Carol Doda Topless at the Condor Avis critique du film (2024)
Bien que le film parle ostensiblement de la vie de Doda, depuis sa première danse seins nus en monokini sur le piano du Condor au début de 1964 jusqu’à ses derniers jours de vie publique dans les années 2010, les cinéastes utilisent son histoire comme tremplin pour raconter une histoire plus vaste. les changements culturels en Amérique, ainsi que l’histoire spécifique des discothèques qui illuminent la nuit dans le quartier de North Beach à San Francisco. De cette façon, le film m’a parfois rappelé « Boom for Real: The Late Teenage Years of Jean-Michel Basquiat » de Sara Driver, qui utilisait la fin de l’adolescence de l’artiste singulier Jean-Michel Basquiat pour examiner la scène artistique et sociopolitique du centre-ville. La ville de New York à la fin des années 1970 et au début des années 1980. Comme Basquiat, Doda est devenu le point focal d’un moment de l’histoire.

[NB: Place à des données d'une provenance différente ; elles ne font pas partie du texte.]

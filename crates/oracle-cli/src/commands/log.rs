// crates/oracle-cli/src/commands/log.rs
// ============================================================================
// Module: `log` Command
// Description: Generates base, baseline (climatology/persistence), and
//              optionally ensemble forecasts from a run's compiled
//              intelligence, and appends them to the ledger.
// Purpose: The CLI's single write path onto the forecast side of the
//          ledger.
// Dependencies: oracle-baseline, oracle-catalog, oracle-ensemble,
//               oracle-forecast, oracle-ledger, oracle-runs
// ============================================================================

use oracle_baseline::BaselineConfig;
use oracle_forecast::BaselineKind;
use oracle_forecast::GenerateForecastsOptions;
use oracle_ledger::BaselineMetadata;
use oracle_ledger::Ledger;

use crate::cli::ALLOWED_HORIZONS;
use crate::cli::Cli;
use crate::cli::LogArgs;
use crate::error::CliError;
use crate::error::CliResult;
use crate::io::print_line;

/// Config-format version stamped on every baseline forecast's
/// `baseline_metadata`, since [`BaselineConfig`] itself carries no version
/// field.
const BASELINE_CONFIG_VERSION: &str = "1.0";

/// Runs the `log` subcommand: generates and appends forecasts for the
/// selected (or auto-selected) run.
///
/// # Errors
///
/// Returns [`CliError`] if the catalog or ledger cannot be read, no valid
/// run can be selected, `--horizon` names a value outside
/// [`ALLOWED_HORIZONS`], or forecast/ensemble generation fails.
pub fn run(cli: &Cli, args: &LogArgs) -> CliResult<()> {
    if let Some(horizon) = args.horizon {
        if !ALLOWED_HORIZONS.contains(&horizon) {
            return Err(CliError::InvalidArgument(format!(
                "--horizon {horizon} is not one of {ALLOWED_HORIZONS:?}"
            )));
        }
    }

    let catalog = oracle_catalog::load_catalog(&cli.catalog)?;
    let ledger = Ledger::new(&cli.ledger_dir);
    let now = time::OffsetDateTime::now_utc();

    let baseline_config = if cli.baseline_config.exists() {
        oracle_baseline::load_baseline_config(&cli.baseline_config)?
    } else {
        BaselineConfig::default()
    };

    let options = GenerateForecastsOptions {
        run_dir: args.run_dir.clone(),
        horizon_override: args.horizon,
        dry_run: args.dry_run,
    };
    let base_forecasts = oracle_forecast::generate_forecasts(
        &catalog,
        &cli.runs_dir,
        &ledger,
        now,
        &baseline_config,
        &options,
    )?;
    for warning in &base_forecasts.warnings {
        print_line(&format!("log: warning: {warning}"))?;
    }

    let baseline_forecasts =
        generate_baseline_shadow_forecasts(cli, args, &catalog, &ledger, now, &baseline_config)?;

    let ensemble_forecasts = if args.with_ensembles {
        generate_ensembles(cli, args, &catalog, &ledger, now)?
    } else {
        Vec::new()
    };

    print_line(&format!(
        "log: {} base forecast(s), {} baseline forecast(s), {} ensemble forecast(s){}",
        base_forecasts.records.len(),
        baseline_forecasts.len(),
        ensemble_forecasts.len(),
        if args.dry_run { " (dry run, nothing appended)" } else { "" }
    ))?;

    if cli.verbose {
        for record in
            base_forecasts.records.iter().chain(baseline_forecasts.iter()).chain(ensemble_forecasts.iter())
        {
            print_line(&format!(
                "  {} [{}] {} @ {}d -> {}",
                record.forecast_id,
                record.forecaster_id,
                record.event_id,
                record.horizon_days,
                format_distribution(&record.probabilities)
            ))?;
        }
    }

    Ok(())
}

/// Generates a climatology and a persistence shadow forecast for every
/// forecastable, non-ensemble event and horizon the run selected for base
/// forecasting covers, skipping any whose deterministic id already exists
/// in the ledger.
fn generate_baseline_shadow_forecasts(
    cli: &Cli,
    args: &LogArgs,
    catalog: &oracle_catalog::EventCatalog,
    ledger: &Ledger,
    now: time::OffsetDateTime,
    baseline_config: &BaselineConfig,
) -> CliResult<Vec<oracle_ledger::ForecastRecord>> {
    let run = match &args.run_dir {
        Some(name) => oracle_runs::get_run_info(&cli.runs_dir, name, oracle_runs::RunMode::Observe),
        None => oracle_runs::find_latest_valid_run(&cli.runs_dir, oracle_runs::RunMode::Observe)?,
    };
    let manifest_path = oracle_forecast::run_manifest_path(&cli.runs_dir, &run.run_name);
    let manifest_id = oracle_ledger::compute_manifest_id(&manifest_path)?;

    let resolutions = ledger.get_resolutions()?;
    let corrections = ledger.get_corrections()?;
    let history = oracle_baseline::build_history_index(&resolutions, &corrections, baseline_config, now)?;

    let existing_ids: std::collections::BTreeSet<String> =
        ledger.get_forecasts()?.into_iter().map(|f| f.forecast_id).collect();

    let mut generated = Vec::new();
    for event in oracle_catalog::get_forecastable_events(catalog) {
        let horizons: Vec<u32> =
            args.horizon.map_or_else(|| event.horizons_days.clone(), |h| vec![h]);

        for horizon_days in horizons {
            let target_date_utc = now + time::Duration::days(i64::from(horizon_days));
            let event_config = oracle_baseline::get_event_config(&baseline_config, &event.event_id);
            let group = history.get(&event.event_id, horizon_days);

            let metadata = build_baseline_metadata(group, &event_config);

            let climatology = oracle_baseline::compute_climatology_distribution(
                group,
                &event.allowed_outcomes,
                &event_config,
            );
            let persistence = oracle_baseline::compute_persistence_distribution(
                group,
                &event.allowed_outcomes,
                &event_config,
            );

            for (kind, distribution) in
                [(BaselineKind::Climatology, climatology), (BaselineKind::Persistence, persistence)]
            {
                let record = oracle_forecast::generate_baseline_forecast_record(
                    event,
                    horizon_days,
                    now,
                    target_date_utc,
                    &run,
                    &manifest_id,
                    kind,
                    distribution,
                    metadata.clone(),
                )?;

                if existing_ids.contains(&record.forecast_id) {
                    continue;
                }
                if !args.dry_run {
                    ledger.append_forecast(&record)?;
                }
                generated.push(record);
            }
        }
    }

    Ok(generated)
}

/// Builds the provenance block stamped on every baseline forecast, from the
/// history group (if any) it was computed over.
fn build_baseline_metadata(
    group: Option<&oracle_baseline::HistoryGroup>,
    event_config: &oracle_baseline::BaselineEventConfig,
) -> BaselineMetadata {
    let history_n = group.map_or(0, |g| g.history_n);
    let fallback = if history_n < event_config.min_history_n { "uniform" } else { "none" };

    BaselineMetadata {
        baseline_history_n: history_n,
        baseline_fallback: fallback.to_string(),
        baseline_last_verified_at: group.and_then(|g| g.last_verified_at.clone()),
        baseline_staleness_days: group.and_then(|g| g.staleness_days),
        baseline_config_version: BASELINE_CONFIG_VERSION.to_string(),
        baseline_excluded_counts_by_reason: group
            .map(|g| g.excluded_counts_by_reason.clone())
            .unwrap_or_default(),
        baseline_resolution_modes: event_config.resolution_modes.clone(),
    }
}

/// Renders a probability distribution as `"OUTCOME=0.1234, ..."`, without
/// reaching for `Debug` formatting.
fn format_distribution(probabilities: &std::collections::BTreeMap<String, f64>) -> String {
    probabilities.iter().map(|(outcome, p)| format!("{outcome}={p:.4}")).collect::<Vec<_>>().join(", ")
}

/// Loads the ensemble config (if present) and combines ensemble forecasts
/// for the selected run.
fn generate_ensembles(
    cli: &Cli,
    args: &LogArgs,
    catalog: &oracle_catalog::EventCatalog,
    ledger: &Ledger,
    now: time::OffsetDateTime,
) -> CliResult<Vec<oracle_ledger::ForecastRecord>> {
    if !cli.ensemble_config.exists() {
        return Ok(Vec::new());
    }
    let config = oracle_ensemble::load_ensemble_config(&cli.ensemble_config)?;

    let run_name = match &args.run_dir {
        Some(name) => name.clone(),
        None => {
            oracle_runs::find_latest_valid_run(&cli.runs_dir, oracle_runs::RunMode::Observe)?.run_name
        }
    };

    Ok(oracle_ensemble::generate_ensemble_forecasts(
        catalog,
        &config,
        ledger,
        &run_name,
        now,
        args.dry_run,
    )?)
}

Avec son épais maquillage œil de chat, ses cheveux blond platine et son justaucorps blanc, Doda se démarquait parmi les autres serveuses de cocktails du quartier. Désireuse d’être une artiste – quel qu’en soit le prix – Doda a commencé sa carrière assez innocemment, en dansant sur le petit piano à queue blanc du Condor. Finalement, le propriétaire du club a réorganisé l’instrument pour l’abaisser du plafond, avec Doda au-dessus. Après l’invention du maillot de bain monokini par le créateur de mode Rudi Gernreich, un attaché de presse avisé a suggéré à Carol de le porter pendant qu’elle faisait son numéro. En 1964, Doda est devenue la première danseuse à se produire seins nus aux États-Unis.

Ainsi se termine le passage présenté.